Derrière la fenêtre les flocons tombent et blanchissent les rues de Paris tout comme mes cheveux qui eux, noircissent l’émail de ma baignoire. En me rinçant la tête, je les regarde surfer sur la mousse pour atteindre le siphon. Il y en a beaucoup. Trop. C’est quoi ce bordel ? Je me fais une tresse pour pallier ce problème et emprisonner ce qu’il reste dans l’espoir qu’ils se recollent. Le lendemain, c’est la même chose, le surlendemain aussi… Je n’ose plus les toucher car j’ai peur de les voir dans ma main, j’ai peur qu’on voie mon crâne, j’ai peur de ressembler à Édith Piaf en fin de vie. J’ai l’impression de devenir chauve, d’avoir la même ligne de cheveux que le chanteur des 10 commandements. Personne ne le remarque, je ne dis rien. Ce n’est pas juste un sentiment qui m’envahit quand je vois le nombre de cheveux que je perds, c’est un vrai cocktail : un mélange de peur, de dégoût, mais surtout de honte infinie, comme si quelqu’un allait surgir pour me lancer des tomates en me hurlant « Bouuuuh la grosse nulle elle devient chauve ! ». Ne te méprends pas Cher Journal, je sais que personne ne va surgir de derrière ma machine à laver, parce qu’il n’y a pas assez de place, certes, mais aussi et surtout parce que j’aime autant les tomates que les pâtes et mon odorat affûté aurait décelé une présence bien avant un quelconque surgissement, mais j’en ai la sensation, je crois que je ne suis pas prête à voir mon corps changer, réagir, se défendre ou subir quoi que ce soit.

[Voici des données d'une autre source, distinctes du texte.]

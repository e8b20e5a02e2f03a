//! Password verification against the user table.
//!
//! Hashes are Argon2id PHC strings. Hashing and verification run on the blocking pool.

use argon2::{Argon2, PasswordHash, PasswordHasher, PasswordVerifier, password_hash::SaltString};
use async_trait::async_trait;
use rand::rngs::OsRng;
use regex::Regex;
use sqlx::{PgPool, Row};
use std::collections::HashMap;
use std::time::{Duration, SystemTime, UNIX_EPOCH};
use tokio::sync::RwLock;
use tracing::{Instrument, info_span};
use uuid::Uuid;

use crate::store::StoreError;

/// An active user whose password matched.
#[derive(Clone, Debug, PartialEq, Eq)]
pub struct Account {
    pub id: String,
    pub password_changed_at: SystemTime,
}

#[async_trait]
pub trait CredentialVerifier: Send + Sync {
    /// Returns `None` for an unknown email, a disabled user or a wrong password.
    async fn verify(&self, email: &str, password: &str) -> Result<Option<Account>, StoreError>;

    /// Login email of an active user, or `None`.
    async fn email(&self, user_id: &str) -> Result<Option<String>, StoreError>;

    /// Store a new password for `user_id` and reset its change time. Returns `false`
    /// if the user no longer exists.
    async fn set_password(&self, user_id: &str, new: &str) -> Result<bool, StoreError>;
}

/// Normalize an email for lookups.
#[must_use]
pub fn normalize_email(email: &str) -> String {
    email.trim().to_lowercase()
}

/// Lightweight email sanity check done before any store is touched.
#[must_use]
pub fn valid_email(email: &str) -> bool {
    Regex::new(r"^[^@\s]+@[^@\s]+\.[^@\s]+$").is_ok_and(|re| re.is_match(email.trim()))
}

/// Hash a password into an Argon2id PHC string.
///
/// # Errors
/// Returns an error if hashing fails.
pub async fn hash_password(password: &str) -> Result<String, StoreError> {
    let password = password.to_string();
    tokio::task::spawn_blocking(move || {
        let salt = SaltString::generate(&mut OsRng);
        Argon2::default()
            .hash_password(password.as_bytes(), &salt)
            .map(|hash| hash.to_string())
            .map_err(|err| StoreError::Decode(format!("failed to hash password: {err}")))
    })
    .await
    .map_err(|err| StoreError::Decode(format!("password hashing task failed: {err}")))?
}

async fn password_matches(password: &str, stored_hash: &str) -> Result<bool, StoreError> {
    let password = password.to_string();
    let stored_hash = stored_hash.to_string();
    tokio::task::spawn_blocking(move || {
        let parsed = PasswordHash::new(&stored_hash)
            .map_err(|err| StoreError::Decode(format!("invalid password hash: {err}")))?;
        Ok(Argon2::default()
            .verify_password(password.as_bytes(), &parsed)
            .is_ok())
    })
    .await
    .map_err(|err| StoreError::Decode(format!("password verification task failed: {err}")))?
}

fn from_epoch(seconds: i64) -> SystemTime {
    UNIX_EPOCH + Duration::from_secs(u64::try_from(seconds).unwrap_or_default())
}

#[derive(Clone, Debug)]
pub struct PgCredentials {
    pool: PgPool,
}

impl PgCredentials {
    #[must_use]
    pub fn new(pool: PgPool) -> Self {
        Self { pool }
    }
}

#[async_trait]
impl CredentialVerifier for PgCredentials {
    async fn verify(&self, email: &str, password: &str) -> Result<Option<Account>, StoreError> {
        let query = r"
            SELECT id::text AS id, password_hash,
                EXTRACT(EPOCH FROM password_updated_at)::BIGINT AS changed_at
            FROM users
            WHERE email = $1 AND status = 'active'
        ";
        let span = info_span!(
            "db.query",
            db.system = "postgresql",
            db.operation = "SELECT",
            db.sql.table = "users"
        );
        let row = sqlx::query(query)
            .bind(normalize_email(email))
            .fetch_optional(&self.pool)
            .instrument(span)
            .await?;
        let Some(row) = row else {
            return Ok(None);
        };

        let stored_hash: String = row.get("password_hash");
        if !password_matches(password, &stored_hash).await? {
            return Ok(None);
        }
        Ok(Some(Account {
            id: row.get("id"),
            password_changed_at: from_epoch(row.get("changed_at")),
        }))
    }

    async fn email(&self, user_id: &str) -> Result<Option<String>, StoreError> {
        let Ok(user_id) = Uuid::parse_str(user_id) else {
            return Ok(None);
        };
        let span = info_span!(
            "db.query",
            db.system = "postgresql",
            db.operation = "SELECT",
            db.sql.table = "users"
        );
        let row = sqlx::query("SELECT email FROM users WHERE id = $1 AND status = 'active'")
            .bind(user_id)
            .fetch_optional(&self.pool)
            .instrument(span)
            .await?;
        Ok(row.map(|row| row.get("email")))
    }

    async fn set_password(&self, user_id: &str, new: &str) -> Result<bool, StoreError> {
        let Ok(user_id) = Uuid::parse_str(user_id) else {
            return Ok(false);
        };
        let new_hash = hash_password(new).await?;
        let span = info_span!(
            "db.query",
            db.system = "postgresql",
            db.operation = "UPDATE",
            db.sql.table = "users"
        );
        let query = r"
            UPDATE users
            SET password_hash = $2, password_updated_at = NOW()
            WHERE id = $1
        ";
        let result = sqlx::query(query)
            .bind(user_id)
            .bind(new_hash)
            .execute(&self.pool)
            .instrument(span)
            .await?;
        Ok(result.rows_affected() > 0)
    }
}

#[derive(Clone, Debug)]
struct MemoryUser {
    id: String,
    password_hash: String,
    active: bool,
    password_changed_at: SystemTime,
}

/// In-process user table for local development and tests.
#[derive(Debug, Default)]
pub struct MemoryCredentials {
    users: RwLock<HashMap<String, MemoryUser>>,
}

impl MemoryCredentials {
    #[must_use]
    pub fn new() -> Self {
        Self::default()
    }

    /// Add or replace an active user.
    ///
    /// # Errors
    /// Returns an error if the password cannot be hashed.
    pub async fn add_user(
        &self,
        id: &str,
        email: &str,
        password: &str,
        password_changed_at: SystemTime,
    ) -> Result<(), StoreError> {
        let password_hash = hash_password(password).await?;
        self.users.write().await.insert(
            normalize_email(email),
            MemoryUser {
                id: id.to_string(),
                password_hash,
                active: true,
                password_changed_at,
            },
        );
        Ok(())
    }

    pub async fn set_active(&self, email: &str, active: bool) {
        if let Some(user) = self.users.write().await.get_mut(&normalize_email(email)) {
            user.active = active;
        }
    }
}

#[async_trait]
impl CredentialVerifier for MemoryCredentials {
    async fn verify(&self, email: &str, password: &str) -> Result<Option<Account>, StoreError> {
        let user = self.users.read().await.get(&normalize_email(email)).cloned();
        let Some(user) = user.filter(|user| user.active) else {
            return Ok(None);
        };
        if !password_matches(password, &user.password_hash).await? {
            return Ok(None);
        }
        Ok(Some(Account {
            id: user.id,
            password_changed_at: user.password_changed_at,
        }))
    }

    async fn email(&self, user_id: &str) -> Result<Option<String>, StoreError> {
        Ok(self
            .users
            .read()
            .await
            .iter()
            .find(|(_, user)| user.id == user_id && user.active)
            .map(|(email, _)| email.clone()))
    }

    async fn set_password(&self, user_id: &str, new: &str) -> Result<bool, StoreError> {
        let new_hash = hash_password(new).await?;
        let mut users = self.users.write().await;
        let Some(user) = users.values_mut().find(|user| user.id == user_id) else {
            return Ok(false);
        };
        user.password_hash = new_hash;
        user.password_changed_at = SystemTime::now();
        Ok(true)
    }
}

#[cfg(test)]
mod tests {
    use super::*;

    #[test]
    fn normalize_email_trims_and_lowercases() {
        assert_eq!(normalize_email(" Alice@Example.COM "), "alice@example.com");
    }

    #[test]
    fn valid_email_is_a_sanity_check() {
        assert!(valid_email("ops@example.com"));
        assert!(valid_email(" Ops.Team@example.co.uk "));
        assert!(!valid_email("ops@example"));
        assert!(!valid_email("ops example@example.com"));
        assert!(!valid_email(""));
    }

    #[tokio::test]
    async fn verifies_hashed_passwords() {
        let credentials = MemoryCredentials::new();
        let added = credentials
            .add_user("u1", "alice@example.com", "Correct1!", SystemTime::now())
            .await;
        assert!(added.is_ok());

        let account = credentials.verify("ALICE@example.com ", "Correct1!").await;
        assert!(matches!(account, Ok(Some(Account { ref id, .. })) if id == "u1"));
        assert!(matches!(
            credentials.verify("alice@example.com", "wrong").await,
            Ok(None)
        ));
        assert!(matches!(
            credentials.verify("bob@example.com", "Correct1!").await,
            Ok(None)
        ));
    }

    #[tokio::test]
    async fn disabled_users_fail_like_wrong_passwords() {
        let credentials = MemoryCredentials::new();
        let added = credentials
            .add_user("u1", "alice@example.com", "Correct1!", SystemTime::now())
            .await;
        assert!(added.is_ok());
        credentials.set_active("alice@example.com", false).await;
        assert!(matches!(
            credentials.verify("alice@example.com", "Correct1!").await,
            Ok(None)
        ));
    }

    #[tokio::test]
    async fn set_password_replaces_hash_and_change_time() {
        let credentials = MemoryCredentials::new();
        let added = credentials
            .add_user("u1", "alice@example.com", "Correct1!", UNIX_EPOCH)
            .await;
        assert!(added.is_ok());
        assert_eq!(
            credentials.email("u1").await.ok(),
            Some(Some("alice@example.com".to_string()))
        );

        assert_eq!(credentials.set_password("u1", "Next2@xyz").await.ok(), Some(true));
        assert_eq!(credentials.set_password("u2", "Next2@xyz").await.ok(), Some(false));
        assert!(matches!(
            credentials.verify("alice@example.com", "Correct1!").await,
            Ok(None)
        ));
        let account = credentials.verify("alice@example.com", "Next2@xyz").await;
        assert!(matches!(account, Ok(Some(account)) if account.password_changed_at > UNIX_EPOCH));
    }

    #[tokio::test]
    async fn disabled_users_have_no_email() {
        let credentials = MemoryCredentials::new();
        let added = credentials
            .add_user("u1", "alice@example.com", "Correct1!", SystemTime::now())
            .await;
        assert!(added.is_ok());
        credentials.set_active("alice@example.com", false).await;
        assert_eq!(credentials.email("u1").await.ok(), Some(None));
        assert_eq!(credentials.email("nobody").await.ok(), Some(None));
    }

    #[test]
    fn negative_epoch_clamps_to_zero() {
        assert_eq!(from_epoch(-5), UNIX_EPOCH);
        assert_eq!(from_epoch(60), UNIX_EPOCH + Duration::from_secs(60));
    }
}
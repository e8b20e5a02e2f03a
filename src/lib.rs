//! # Warden (session authentication and live policy core)
//!
//! `warden` guards an administrative API. It issues and verifies session tokens,
//! enforces login-failure lockouts per account and per source address, and keeps an
//! in-memory snapshot of the operational policy in sync with a shared key-value store.
//!
//! ## Policy Snapshot
//!
//! The policy document (lockout window, thresholds, address allow/deny lists, password
//! rules) lives in Vault KV-v2 and is never edited through the HTTP API. A single
//! background task watches the key and publishes each decoded revision as an immutable
//! [`settings::Settings`] value. Handlers read the current `Arc` once per request and
//! keep using it until they finish.
//!
//! - **Bootstrap:** the first fetch must succeed before the listener binds.
//! - **Bad revisions:** a document that fails to decode is logged and ignored; the
//!   previous snapshot stays in effect.
//!
//! ## Lockout
//!
//! Failed logins increment two independent counters (account and source address) in
//! Postgres. Reaching a threshold sets a lockout marker that lasts one window. Deny-listed
//! addresses are always refused; allow-listed addresses are exempt from address lockout
//! but not from account lockout.
//!
//! ## Sessions
//!
//! Tokens are signed JWTs. Each user has one server-side session record, so logging out
//! or signing in elsewhere revokes a token that would otherwise still verify.

pub mod api;
pub mod auth;
pub mod cli;
pub mod settings;
pub mod store;
pub mod vault;

#[allow(clippy::doc_markdown, clippy::needless_raw_string_hashes)]
pub mod built_info {
    include!(concat!(env!("OUT_DIR"), "/built.rs"));
}

pub const GIT_COMMIT_HASH: &str = match built_info::GIT_COMMIT_HASH {
    Some(hash) => hash,
    None => "unknown",
};

pub const APP_USER_AGENT: &str = concat!(env!("CARGO_PKG_NAME"), "/", env!("CARGO_PKG_VERSION"),);

#[cfg(test)]
mod tests {
    use super::*;

    #[test]
    fn test_git_commit_hash_format() {
        if GIT_COMMIT_HASH == "unknown" {
            // Acceptable in non-git build environments
            return;
        }
        assert!(
            GIT_COMMIT_HASH.chars().all(|c| c.is_ascii_hexdigit()),
            "GIT_COMMIT_HASH should be a hex string, got: {GIT_COMMIT_HASH}"
        );
    }

    #[test]
    fn test_app_user_agent_format() {
        assert!(APP_USER_AGENT.starts_with(env!("CARGO_PKG_NAME")));
        assert!(APP_USER_AGENT.contains(env!("CARGO_PKG_VERSION")));
    }
}
/// Peak target after normalization (99% of full scale)
pub const NORMALIZE_PEAK: f32 = 0.99;

/// Peaks below this count as silence and are left unscaled
pub const SILENCE_THRESHOLD: f32 = 1e-9;

/// Default TPDF dither amplitude, light enough for 8-bit output
pub const DITHER_SCALE: f32 = 1.0 / 512.0;

/// Inverse full-scale magnitude for 8-bit samples (1/128)
pub const I8_TO_F32_SCALE: f32 = 1.0 / 128.0;

/// Inverse full-scale magnitude for 16-bit samples (1/32768)
pub const I16_TO_F32_SCALE: f32 = 1.0 / 32768.0;

/// Inverse full-scale magnitude for 24-bit samples (1/8388608)
pub const I24_TO_F32_SCALE: f32 = 1.0 / 8388608.0;

/// Inverse full-scale magnitude for 32-bit samples (1/2147483648)
pub const I32_TO_F32_SCALE: f32 = 1.0 / 2147483648.0;

/// Convert an unsigned 8-bit sample (128 offset) to f32
#[inline]
pub fn u8_to_f32(sample: u8) -> f32 {
    (sample as f32 - 128.0) * I8_TO_F32_SCALE
}

/// Convert a signed 16-bit sample to f32
#[inline]
pub fn i16_to_f32(sample: i16) -> f32 {
    sample as f32 * I16_TO_F32_SCALE
}

/// Convert a sign-extended 24-bit sample to f32
#[inline]
pub fn i24_to_f32(sample: i32) -> f32 {
    sample as f32 * I24_TO_F32_SCALE
}

/// Convert a signed 32-bit sample to f32
#[inline]
pub fn i32_to_f32(sample: i32) -> f32 {
    sample as f32 * I32_TO_F32_SCALE
}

Quatre questions me hantent : D’où ça vient ? Pourquoi maintenant ? Jusqu’à quand ? Et surtout : jusqu’à quoi ?

Un matin, deux semaines plus tard, ma brosse est à nouveau transparente : fin de l’épisode qui s’est arrêté aussi abruptement qu’il est apparu. Je chante L’envie d’aimer. 

Hommage.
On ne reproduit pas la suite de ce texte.